しかし、夢のような時間は過ぎ去り、美央のもとに非情にも東電から復旧を告げる電話が鳴る。少女マンガ好きの美央にとっては、それは、まるでシンデレラが灰かぶりに戻った瞬間でもあった。

「東電から電話が来た瞬間、帰らなきゃね、という雰囲気になったんですが、そこで翔太君が、“許されるならずっと一緒にいたい”って言ったんです。私は黙ってたんですが、喉の奥まで私も……という言葉が出かかってましたね。やばいやばい、でも、これって不倫じゃ……って思って、心がキュンとしました。

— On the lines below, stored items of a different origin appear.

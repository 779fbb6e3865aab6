//! Byte-range (POSIX) locks delegated to the backing store.
//!
//! The relay holds every backing descriptor itself, so classic `F_SETLK`
//! locks would all belong to the relay process and never conflict with each
//! other. Instead each (file handle, owner token) pair gets its own open file
//! description of the backing file and locks are taken as open-file-description
//! locks on it. Conflicts between owners are then decided by the backing store.

use std::fs::File;
use std::os::fd::AsRawFd;
use std::path::Path;
use std::sync::Arc;

use dashmap::DashMap;
use tracing::debug;

use crate::error::{RelayError, Result};
use crate::sys;
use crate::types::{ByteRangeLock, FileHandle, LockCommand, LockKind, RawHandle};

/// Lock descriptions keyed by (file handle, owner token).
pub struct LockManager {
    owners: DashMap<(u64, u64), Arc<File>>,
}

impl LockManager {
    pub fn new() -> Self {
        Self {
            owners: DashMap::new(),
        }
    }

    /// Runs one lock request for `owner` against the file open as `handle`.
    ///
    /// `Get` overwrites `lock` with the first conflicting lock, or sets its
    /// kind to `Unlock` if the range is free.
    pub fn lock(
        &self,
        handle: FileHandle,
        backing: &File,
        owner: u64,
        command: LockCommand,
        lock: &mut ByteRangeLock,
    ) -> Result<()> {
        let mut raw = to_flock(lock)?;
        let key = (handle.raw(), owner);
        let existing = self.owners.get(&key).map(|entry| Arc::clone(entry.value()));

        let description = match (existing, command, lock.kind) {
            (Some(description), _, _) => description,
            // Nothing held, nothing to release.
            (None, LockCommand::Set | LockCommand::SetWait, LockKind::Unlock) => return Ok(()),
            (None, LockCommand::Get, _) => Arc::new(reopen(backing)?),
            (None, _, _) => {
                let description = Arc::new(reopen(backing)?);
                Arc::clone(self.owners.entry(key).or_insert(description).value())
            }
        };

        let cmd = match command {
            LockCommand::Get => libc::F_OFD_GETLK,
            LockCommand::Set => libc::F_OFD_SETLK,
            LockCommand::SetWait => libc::F_OFD_SETLKW,
        };
        if let Err(err) = sys::cvt(unsafe { libc::fcntl(description.as_raw_fd(), cmd, &mut raw) }) {
            debug!("byte-range lock on {} owner {:#x} failed: {}", handle, owner, err);
            return Err(err.into());
        }

        if command == LockCommand::Get {
            *lock = from_flock(&raw);
        }
        Ok(())
    }

    /// Drops `owner`'s description on `handle`, releasing its locks.
    pub fn release_owner(&self, handle: FileHandle, owner: u64) {
        self.owners.remove(&(handle.raw(), owner));
    }

    /// Drops every owner's description on `handle`.
    pub fn release_handle(&self, handle: FileHandle) {
        let raw = handle.raw();
        self.owners.retain(|(fh, _), _| *fh != raw);
    }

    /// Drops every description, releasing all locks.
    pub fn clear(&self) {
        self.owners.clear();
    }

    /// Number of live lock descriptions.
    pub fn len(&self) -> usize {
        self.owners.len()
    }

    pub fn is_empty(&self) -> bool {
        self.owners.is_empty()
    }
}

impl Default for LockManager {
    fn default() -> Self {
        Self::new()
    }
}

/// Opens a second description of `backing` with the same access mode.
fn reopen(backing: &File) -> Result<File> {
    let fd = backing.as_raw_fd();
    let flags = sys::cvt(unsafe { libc::fcntl(fd, libc::F_GETFL) })?;
    let proc_path = format!("/proc/self/fd/{}", fd);
    sys::open(Path::new(&proc_path), flags & libc::O_ACCMODE, 0)
}

fn to_flock(lock: &ByteRangeLock) -> Result<libc::flock> {
    let start = libc::off_t::try_from(lock.start)
        .map_err(|_| RelayError::InvalidArgument(format!("lock start {} out of range", lock.start)))?;
    // Anything reaching past the largest file offset means "to end of file".
    let len = if lock.end >= i64::MAX as u64 {
        0
    } else if lock.end < lock.start {
        return Err(RelayError::InvalidArgument(format!(
            "lock range {}..={} is empty",
            lock.start, lock.end
        )));
    } else {
        libc::off_t::try_from(lock.end - lock.start + 1)
            .map_err(|_| RelayError::InvalidArgument(format!("lock end {} out of range", lock.end)))?
    };

    // SAFETY: flock is plain data; all-zero is a valid value.
    let mut raw: libc::flock = unsafe { std::mem::zeroed() };
    raw.l_type = lock.kind.raw() as libc::c_short;
    raw.l_whence = libc::SEEK_SET as libc::c_short;
    raw.l_start = start;
    raw.l_len = len;
    // OFD requests must carry l_pid 0.
    raw.l_pid = 0;
    Ok(raw)
}

fn from_flock(raw: &libc::flock) -> ByteRangeLock {
    let kind = LockKind::from_raw(raw.l_type as i32).unwrap_or(LockKind::Unlock);
    let start = raw.l_start.max(0) as u64;
    let end = if raw.l_len == 0 {
        u64::MAX
    } else {
        start.saturating_add(raw.l_len as u64 - 1)
    };
    ByteRangeLock {
        kind,
        start,
        end,
        // OFD holders report -1; there is no process to name.
        pid: raw.l_pid.max(0) as u32,
    }
}

#[cfg(test)]
mod tests {
    use super::*;
    use crate::file_handle::FileHandleManager;
    use crate::types::OpenFlags;

    struct Fixture {
        _dir: tempfile::TempDir,
        files: FileHandleManager,
        handle: FileHandle,
        locks: LockManager,
    }

    impl Fixture {
        fn new() -> Self {
            let dir = tempfile::tempdir().unwrap();
            let files = FileHandleManager::new();
            let handle = files
                .create(&dir.path().join("locked"), 0o644, OpenFlags::READ_WRITE)
                .unwrap();
            Self {
                _dir: dir,
                files,
                handle,
                locks: LockManager::new(),
            }
        }

        fn set(&self, owner: u64, kind: LockKind, start: u64, end: u64) -> Result<()> {
            let open = self.files.get(self.handle).unwrap();
            let mut lock = ByteRangeLock::new(kind, start, end);
            self.locks.lock(self.handle, open.file(), owner, LockCommand::Set, &mut lock)
        }

        fn query(&self, owner: u64, kind: LockKind, start: u64, end: u64) -> ByteRangeLock {
            let open = self.files.get(self.handle).unwrap();
            let mut lock = ByteRangeLock::new(kind, start, end);
            self.locks
                .lock(self.handle, open.file(), owner, LockCommand::Get, &mut lock)
                .unwrap();
            lock
        }
    }

    #[test]
    fn test_owners_conflict_on_overlapping_ranges() {
        let fx = Fixture::new();
        fx.set(1, LockKind::Write, 0, 99).unwrap();

        let err = fx.set(2, LockKind::Write, 50, 150).unwrap_err();
        assert!(err.errno() == libc::EAGAIN || err.errno() == libc::EACCES);

        // Disjoint ranges and the holder itself are fine.
        fx.set(2, LockKind::Write, 100, 199).unwrap();
        fx.set(1, LockKind::Read, 0, 49).unwrap();
    }

    #[test]
    fn test_get_reports_conflicting_lock() {
        let fx = Fixture::new();
        fx.set(1, LockKind::Write, 10, 19).unwrap();

        let conflict = fx.query(2, LockKind::Read, 0, u64::MAX);
        assert_eq!(conflict.kind, LockKind::Write);
        assert_eq!((conflict.start, conflict.end), (10, 19));

        let free = fx.query(2, LockKind::Write, 20, 29);
        assert_eq!(free.kind, LockKind::Unlock);
        // Queries by an owner that never locked leave no description behind.
        assert_eq!(fx.locks.len(), 1);
    }

    #[test]
    fn test_shared_locks_coexist() {
        let fx = Fixture::new();
        fx.set(1, LockKind::Read, 0, u64::MAX).unwrap();
        fx.set(2, LockKind::Read, 0, u64::MAX).unwrap();
        assert!(fx.set(3, LockKind::Write, 0, 0).is_err());
    }

    #[test]
    fn test_release_owner_frees_its_ranges() {
        let fx = Fixture::new();
        fx.set(1, LockKind::Write, 0, u64::MAX).unwrap();
        assert!(fx.set(2, LockKind::Write, 0, 0).is_err());

        fx.locks.release_owner(fx.handle, 1);
        fx.set(2, LockKind::Write, 0, 0).unwrap();
    }

    #[test]
    fn test_release_handle_drops_every_owner() {
        let fx = Fixture::new();
        fx.set(1, LockKind::Read, 0, 9).unwrap();
        fx.set(2, LockKind::Read, 10, 19).unwrap();
        assert_eq!(fx.locks.len(), 2);

        fx.locks.release_handle(fx.handle);
        assert!(fx.locks.is_empty());
        fx.set(3, LockKind::Write, 0, u64::MAX).unwrap();
    }

    #[test]
    fn test_unlock_without_description_is_noop() {
        let fx = Fixture::new();
        fx.set(7, LockKind::Unlock, 0, u64::MAX).unwrap();
        assert!(fx.locks.is_empty());
    }

    #[test]
    fn test_kernel_offset_max_reaches_end_of_file() {
        let fx = Fixture::new();
        fx.set(1, LockKind::Write, 4096, i64::MAX as u64).unwrap();
        let conflict = fx.query(2, LockKind::Write, 1 << 40, 1 << 40);
        assert_eq!(conflict.kind, LockKind::Write);
        assert_eq!((conflict.start, conflict.end), (4096, u64::MAX));
    }

    #[test]
    fn test_inverted_range_is_rejected() {
        let fx = Fixture::new();
        let err = fx.set(1, LockKind::Read, 10, 5).unwrap_err();
        assert_eq!(err.errno(), libc::EINVAL);
        assert!(fx.locks.is_empty());
    }
}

 その後、やっぱり不倫という引け目を感じたのか、一度彼はちょっと引いたんですよね。そしてこんなメッセージを送ってきたんです。“この前あんなこと言っちゃったけど、美央ちゃんを傷つける結果になるのは分かってる。でも、本当は、美央ちゃんのこと、すごく惹かれてて、好きなんだよね。でも、これ以上はほんとまずいと思う”って」

 LINEを見た瞬間、美央は大泣きした。

「もし、翔太君と今の奥さんより早く出会っていたらって……何度も何度も思って。そしたら、めちゃくちゃ悔しくなった。もし早く出会えていたら、普通に付き合って、結婚していたかもしれないって」

 それからしばらくの間、美央は翔太と連絡を取らなかった。

一線を越えていないということだけが、二人の逢瀬のいいわけ

 それからおよそ1年後。美央は、例のブラック企業を辞めて、新天地で働き始めていた。

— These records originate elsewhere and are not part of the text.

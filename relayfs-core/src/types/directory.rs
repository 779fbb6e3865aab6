use std::ffi::{OsStr, OsString};

use crate::types::FileType;

/// One entry produced while iterating an open directory stream.
///
/// Only the inode and entry type are carried; full metadata is never fetched
/// per entry.
#[derive(Debug, Clone, PartialEq, Eq)]
pub struct DirectoryEntry {
    /// The name of the file or directory
    pub name: OsString,
    /// Inode number reported by the backing store
    pub ino: u64,
    /// Entry type from `d_type`
    pub kind: FileType,
    /// Stream position just past this entry, to resume after it
    pub next_offset: i64,
}

impl DirectoryEntry {
    /// Returns the name of the entry.
    pub fn name(&self) -> &OsStr {
        &self.name
    }

    /// Mode stub carrying only the type bits.
    pub fn mode(&self) -> u32 {
        match self.kind {
            FileType::File => libc::S_IFREG as u32,
            FileType::Directory => libc::S_IFDIR as u32,
            FileType::Symlink => libc::S_IFLNK as u32,
            FileType::BlockDevice => libc::S_IFBLK as u32,
            FileType::CharDevice => libc::S_IFCHR as u32,
            FileType::Fifo => libc::S_IFIFO as u32,
            FileType::Socket => libc::S_IFSOCK as u32,
            FileType::Unknown => 0,
        }
    }

    /// Returns true if this entry is a directory.
    pub fn is_directory(&self) -> bool {
        matches!(self.kind, FileType::Directory)
    }

    /// Returns true if this entry is the `.` or `..` link.
    pub fn is_dot(&self) -> bool {
        self.name == "." || self.name == ".."
    }
}

#[cfg(test)]
mod tests {
    use super::*;

    fn entry(name: &str, kind: FileType) -> DirectoryEntry {
        DirectoryEntry {
            name: OsString::from(name),
            ino: 7,
            kind,
            next_offset: 1,
        }
    }

    #[test]
    fn test_mode_stub() {
        assert_eq!(entry("a", FileType::File).mode(), libc::S_IFREG as u32);
        assert_eq!(entry("d", FileType::Directory).mode(), libc::S_IFDIR as u32);
        assert_eq!(entry("u", FileType::Unknown).mode(), 0);
        assert_eq!(FileType::from_mode(entry("p", FileType::Fifo).mode()), FileType::Fifo);
    }

    #[test]
    fn test_dot_entries() {
        assert!(entry(".", FileType::Directory).is_dot());
        assert!(entry("..", FileType::Directory).is_dot());
        assert!(!entry("...", FileType::File).is_dot());
        assert!(entry("..", FileType::Directory).is_directory());
    }
}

“夏が近づいてきて、美央ちゃんと知り合ったことを思い出した。あの時は、むやみに近づいてごめんね。付き合ってとか言えない立場だから、あんなこと言うんじゃなかったって。でも、本当は今も好きだし、会いたいって思う”。突然翔太君からこんなメッセージが来たんです。男って、ずるいなーって思ったから、最初はシカトしてたけど、結局返事しちゃったんですよね」

 また2人は懲りずに平日の昼間にディズニーシーで再会した。2人とも有休を取っているが、翔太だけは家族に仕事と嘘をついている。一日中デートを楽しんだ。「海底2万マイル」というアトラクションでは、小型潜水艇の形をした乗り物の中で肩を寄せ合うため、あわやキス寸前までいったが、お互いが自制して堪えたのだという。二人の心が止めることができなくなっていたのは薄々感づいていた。

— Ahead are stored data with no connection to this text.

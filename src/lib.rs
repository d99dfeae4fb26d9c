// Copyright (C) 2026 Michael Wilson <mike@mdwn.dev>
//
// This program is free software: you can redistribute it and/or modify it under
// the terms of the GNU General Public License as published by the Free Software
// Foundation, version 3.
//
// This program is distributed in the hope that it will be useful, but WITHOUT
// ANY WARRANTY; without even the implied warranty of MERCHANTABILITY or FITNESS
// FOR A PARTICULAR PURPOSE. See the GNU General Public License for more details.
//
// You should have received a copy of the GNU General Public License along with
// this program. If not, see <https://www.gnu.org/licenses/>.
//

//! A virtual multi-instrument keyboard engine.
//!
//! The engine renders one or more 88-key keyboards from sampled instruments:
//! - the [`store`] caches decoded per-note sample buffers per timbre,
//! - the [`voices`] engine starts, crossfades, and releases sounding notes,
//! - the [`timeline`] scheduler plays parsed MIDI files with pause/resume/seek
//!   and a manual step-through mode,
//! - the [`graph`] is the render-side audio graph the voices play into,
//! - [`audio`] and [`midi`] are the output/input device layers.

pub mod audio;
pub mod config;
pub mod graph;
pub mod midi;
pub mod notes;
pub mod playsync;
pub mod store;
pub mod timeline;
pub mod timer;
pub mod voices;

#[cfg(test)]
pub mod testutil;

 二人に肉体関係はない。その一線を越えていないということだけが、二人の逢瀬のいいわけだった。帰り路、翔太は美央を必ず家まで送り届けてくれる。別れ際に、翔太は美央にこう告げた。

「おれなりに考えてみたんだよね。でも、あの時みたいに、美央ちゃんを傷つけたくない。今すぐには、子どもも小さいからどうこうしようとは言えないけど、親としての責任を果たし終えたら、そのときは本当に好きな人といたい。それまで待っててほしいと言える立場じゃない。だけど、いつか、美央ちゃんと結婚したい。50歳になったら結婚しないか」

 そう言って翔太は美央を抱き寄せてきた。

「あの時は、本当にキュンとしましたね。翔太君がそう言うのを黙って聞いてた。プラトニックな不倫という先の見えないゲームで、一つ道が見えたというのは大きいと思いました。彼を信じようって。いくつになってもいい、あたしは、翔太君と一緒になりたい、って」

 美央は、本気で50歳になったら、翔太と結婚できると思っているほど子どもではない。そんな先のことは正直分からない。でも、今はそれで幸せだからいいのだという。